Later in “Wicked Patch”, Ismael goes to New Jersey after winning the Gannett scholarship for the Blair Summer School for Journalism. Of this experience, he says, “The kids…spoke much better than I do. I don’t know; I felt like I didn’t belong. Like a stupid Mexican.” Those last four words made me flinch. How many times had I put myself down since arriving with those same words? 

The final story, “Lost in the Desert,” is set in December 2005. Ismael’s brother Marcos is killed in action. I had family serving in the Army; each morning and night was tainted with the fear there would be a call they were KIA. As I read on, an exchange between Ismael and Pilar opened the floodgates: 

“Mamá, I wrote a story. It’s about our family, Mamá. A family from Ysleta.” 

“A story? Mayello, I have always been proud of you, you know that … I don’t…understand many of the English words you use” (227). 

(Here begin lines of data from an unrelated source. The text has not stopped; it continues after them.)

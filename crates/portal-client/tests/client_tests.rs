//! Integration tests for the upstream catalog client.
//!
//! A stub upstream is spawned on an ephemeral port from the same axum
//! stack the server crate uses, so the tests exercise real HTTP round
//! trips without a live third-party dependency or a mock-server crate.

#![allow(clippy::unwrap_used)]

use std::sync::atomic::{AtomicUsize, Ordering};
use std::sync::Arc;

use axum::extract::Path;
use axum::http::StatusCode;
use axum::routing::get;
use axum::{Json, Router};
use serde_json::{json, Value};

use portal_client::{CatalogClient, ClientConfig, ClientError};

/// Bind a stub upstream on an ephemeral port and serve `router`.
///
/// Returns the base URL to hand to the client. The serve task is dropped
/// with the test runtime.
async fn spawn_upstream(router: Router) -> String {
    let listener = tokio::net::TcpListener::bind("127.0.0.1:0").await.unwrap();
    let addr = listener.local_addr().unwrap();
    tokio::spawn(async move {
        axum::serve(listener, router).await.unwrap();
    });
    format!("http://{addr}/api")
}

fn client_for(base_url: String) -> CatalogClient {
    CatalogClient::new(ClientConfig {
        base_url,
        ..ClientConfig::default()
    })
    .unwrap()
}

fn episode_listing_body() -> Json<Value> {
    Json(json!({
        "info": { "count": 2, "pages": 3, "next": null, "prev": null },
        "results": [
            {
                "id": 1,
                "name": "Pilot",
                "air_date": "December 2, 2013",
                "episode": "S01E01",
                "characters": []
            },
            {
                "id": 2,
                "name": "Lawnmower Dog",
                "air_date": "December 9, 2013",
                "episode": "S01E02",
                "characters": []
            }
        ]
    }))
}

// =========================================================================
// Listing fetches
// =========================================================================

#[tokio::test]
async fn episodes_page_returns_items_and_total_pages() {
    let router = Router::new().route("/api/episode", get(|| async { episode_listing_body() }));
    let client = client_for(spawn_upstream(router).await);

    let page = client.episodes_page(1).await.unwrap();

    let page_size = client.config().page_size;
    assert!(page.items.len() <= usize::try_from(page_size).unwrap());
    assert!(page.total_pages >= 1);
    assert_eq!(page.total_pages, 3);
    assert_eq!(
        page.items.first().map(|e| e.name.as_str()),
        Some("Pilot")
    );
}

#[tokio::test]
async fn listing_failure_status_is_upstream_unavailable() {
    let router = Router::new().route(
        "/api/episode",
        get(|| async { StatusCode::INTERNAL_SERVER_ERROR }),
    );
    let client = client_for(spawn_upstream(router).await);

    let result = client.episodes_page(1).await;
    assert!(matches!(result, Err(ClientError::UpstreamUnavailable(_))));
}

#[tokio::test]
async fn listing_without_envelope_is_malformed() {
    let router = Router::new().route(
        "/api/location",
        get(|| async { Json(json!({ "unexpected": true })) }),
    );
    let client = client_for(spawn_upstream(router).await);

    let result = client.locations_page(1).await;
    assert!(matches!(result, Err(ClientError::MalformedResponse(_))));
}

#[tokio::test]
async fn characters_first_page_discards_pagination() {
    let router = Router::new().route(
        "/api/character",
        get(|| async {
            Json(json!({
                "info": { "count": 1, "pages": 42 },
                "results": [
                    { "id": 1, "name": "Rick Sanchez", "image": "http://img.test/1.png" }
                ]
            }))
        }),
    );
    let client = client_for(spawn_upstream(router).await);

    let characters = client.characters_first_page().await.unwrap();
    assert_eq!(characters.len(), 1);
    assert_eq!(
        characters.first().map(|c| c.name.as_str()),
        Some("Rick Sanchez")
    );
}

// =========================================================================
// Detail fetches
// =========================================================================

#[tokio::test]
async fn episode_by_id_parses_the_production_code() {
    let router = Router::new().route(
        "/api/episode/{id}",
        get(|Path(id): Path<u32>| async move {
            Json(json!({
                "id": id,
                "name": "Rickmancing the Stone",
                "air_date": "July 30, 2017",
                "episode": "S03E07",
                "characters": ["http://img.test/api/character/1"]
            }))
        }),
    );
    let client = client_for(spawn_upstream(router).await);

    let detail = client.episode_by_id(27).await.unwrap();
    assert_eq!(detail.code.season, "03");
    assert_eq!(detail.code.episode, "07");
    assert_eq!(detail.characters.len(), 1);
}

#[tokio::test]
async fn episode_with_invalid_code_is_malformed() {
    let router = Router::new().route(
        "/api/episode/{id}",
        get(|Path(id): Path<u32>| async move {
            Json(json!({
                "id": id,
                "name": "Pilot",
                "air_date": "December 2, 2013",
                "episode": "0101",
                "characters": []
            }))
        }),
    );
    let client = client_for(spawn_upstream(router).await);

    let result = client.episode_by_id(1).await;
    assert!(matches!(result, Err(ClientError::MalformedResponse(_))));
}

#[tokio::test]
async fn missing_detail_record_is_upstream_unavailable() {
    let router = Router::new().route(
        "/api/location/{id}",
        get(|Path(_id): Path<u32>| async { StatusCode::NOT_FOUND }),
    );
    let client = client_for(spawn_upstream(router).await);

    let result = client.location_by_id(999).await;
    assert!(matches!(result, Err(ClientError::UpstreamUnavailable(_))));
}

// =========================================================================
// Related-resource fan-out
// =========================================================================

#[tokio::test]
async fn fetch_related_with_no_urls_makes_no_calls() {
    let hits = Arc::new(AtomicUsize::new(0));
    let counter = Arc::clone(&hits);

    let router = Router::new().route(
        "/api/character/{id}",
        get(move |Path(id): Path<u32>| {
            let counter = Arc::clone(&counter);
            async move {
                counter.fetch_add(1, Ordering::SeqCst);
                Json(json!({ "name": format!("Character {id}"), "image": "http://img.test/x.png" }))
            }
        }),
    );
    let client = client_for(spawn_upstream(router).await);

    let cards = client.fetch_related(&[]).await;
    assert!(cards.is_empty());
    assert_eq!(hits.load(Ordering::SeqCst), 0);
}

#[tokio::test]
async fn fetch_related_single_failure_yields_single_none() {
    let router = Router::new().route(
        "/api/character/{id}",
        get(|Path(_id): Path<u32>| async { StatusCode::NOT_FOUND }),
    );
    let base = spawn_upstream(router).await;
    let client = client_for(base.clone());

    let cards = client
        .fetch_related(&[format!("{base}/character/1")])
        .await;

    assert_eq!(cards, vec![None]);
}

#[tokio::test]
async fn fetch_related_preserves_length_and_input_order() {
    let failing: [u32; 2] = [2, 4];
    let router = Router::new().route(
        "/api/character/{id}",
        get(move |Path(id): Path<u32>| async move {
            if failing.contains(&id) {
                Err(StatusCode::NOT_FOUND)
            } else {
                Ok(Json(json!({
                    "name": format!("Character {id}"),
                    "image": format!("http://img.test/{id}.png")
                })))
            }
        }),
    );
    let base = spawn_upstream(router).await;
    let client = client_for(base.clone());

    let urls: Vec<String> = (1..=5)
        .map(|id| format!("{base}/character/{id}"))
        .collect();
    let cards = client.fetch_related(&urls).await;

    assert_eq!(cards.len(), 5);
    let none_count = cards.iter().filter(|c| c.is_none()).count();
    assert_eq!(none_count, 2);

    // Survivors sit at their input positions.
    assert_eq!(
        cards.first().and_then(|c| c.as_ref()).map(|c| c.name.as_str()),
        Some("Character 1")
    );
    assert!(cards.get(1).map(Option::is_none).unwrap_or(false));
    assert_eq!(
        cards.get(2).and_then(|c| c.as_ref()).map(|c| c.name.as_str()),
        Some("Character 3")
    );
    assert!(cards.get(3).map(Option::is_none).unwrap_or(false));
    assert_eq!(
        cards.get(4).and_then(|c| c.as_ref()).map(|c| c.name.as_str()),
        Some("Character 5")
    );
}

#[tokio::test]
async fn fetch_related_malformed_body_degrades_to_none() {
    let router = Router::new().route(
        "/api/character/{id}",
        get(|Path(_id): Path<u32>| async { Json(json!({ "unexpected": true })) }),
    );
    let base = spawn_upstream(router).await;
    let client = client_for(base.clone());

    let cards = client
        .fetch_related(&[format!("{base}/character/1")])
        .await;

    assert_eq!(cards, vec![None]);
}
//! Upstream catalog API client for the portal.
//!
//! This crate owns all traffic to the third-party catalog REST API:
//!
//! - **Listing fetches** (`GET {base}/{kind}?page=N&page_size=M`) returning
//!   one [`Page`](portal_types::Page) of records plus the total page count
//! - **Detail fetches** (`GET {base}/{kind}/{id}`) returning a single
//!   record; episode details also parse the `S<NN>E<NN>` production code
//! - **Related-resource fan-out**: a bounded, order-preserving concurrent
//!   fetch of character URLs where each failure degrades to `None` instead
//!   of aborting the batch
//!
//! The client is stateless apart from the underlying connection pool; no
//! caching, no retries, no cross-request coordination.

pub mod api;
pub mod config;
pub mod error;
pub mod related;

// Re-export primary types for convenience.
pub use api::{CatalogClient, ResourceKind};
pub use config::ClientConfig;
pub use error::ClientError;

I wondered how many times Troncoso had this conversation with his mother—it was one I’d had nearly word for word with my mother. She’s proud of me and has always encouraged my writing. I mean, she said she knew I’d be an author at just three years old. That wasn’t just a mother’s wish, but real intuition into who I was. She would read my stories and compliment me on how well I wrote, but as I got older and my vocabulary expanded, she admitted it was difficult to read sometimes because I was using such sesquipedalian language. (Sorry Mom. I promise I’ll explain that word when I get home for Christmas!) My father had nicknamed me “Webster,” after the dictionary; he would ask me to explain a word he encountered in news articles for him. It made me miss them terribly, and I can only hug one of them these days. 

I bought a train ticket home for Christmas soon after, and I’m excited to ride down those roads once more. I’ll tell my mom about what I’m writing, and she’ll nod and praise me. I won’t get too far into it, so she doesn’t feel like she’s failing to understand me. 

I wonder how much I’ll miss San Marcos while I’m back “home,” no longer surrounded by the peace and quiet of my apartment complex, or wishing I could take a nap in the middle of the day with no one interrupting me to see what I’m doing or if I’m busy, or waiting to get back so I can cook whatever I feel like, rather than remembering I have to cater to the tastes of my mother and brother too. 

And maybe I’ll realize this place is a little bit home, too.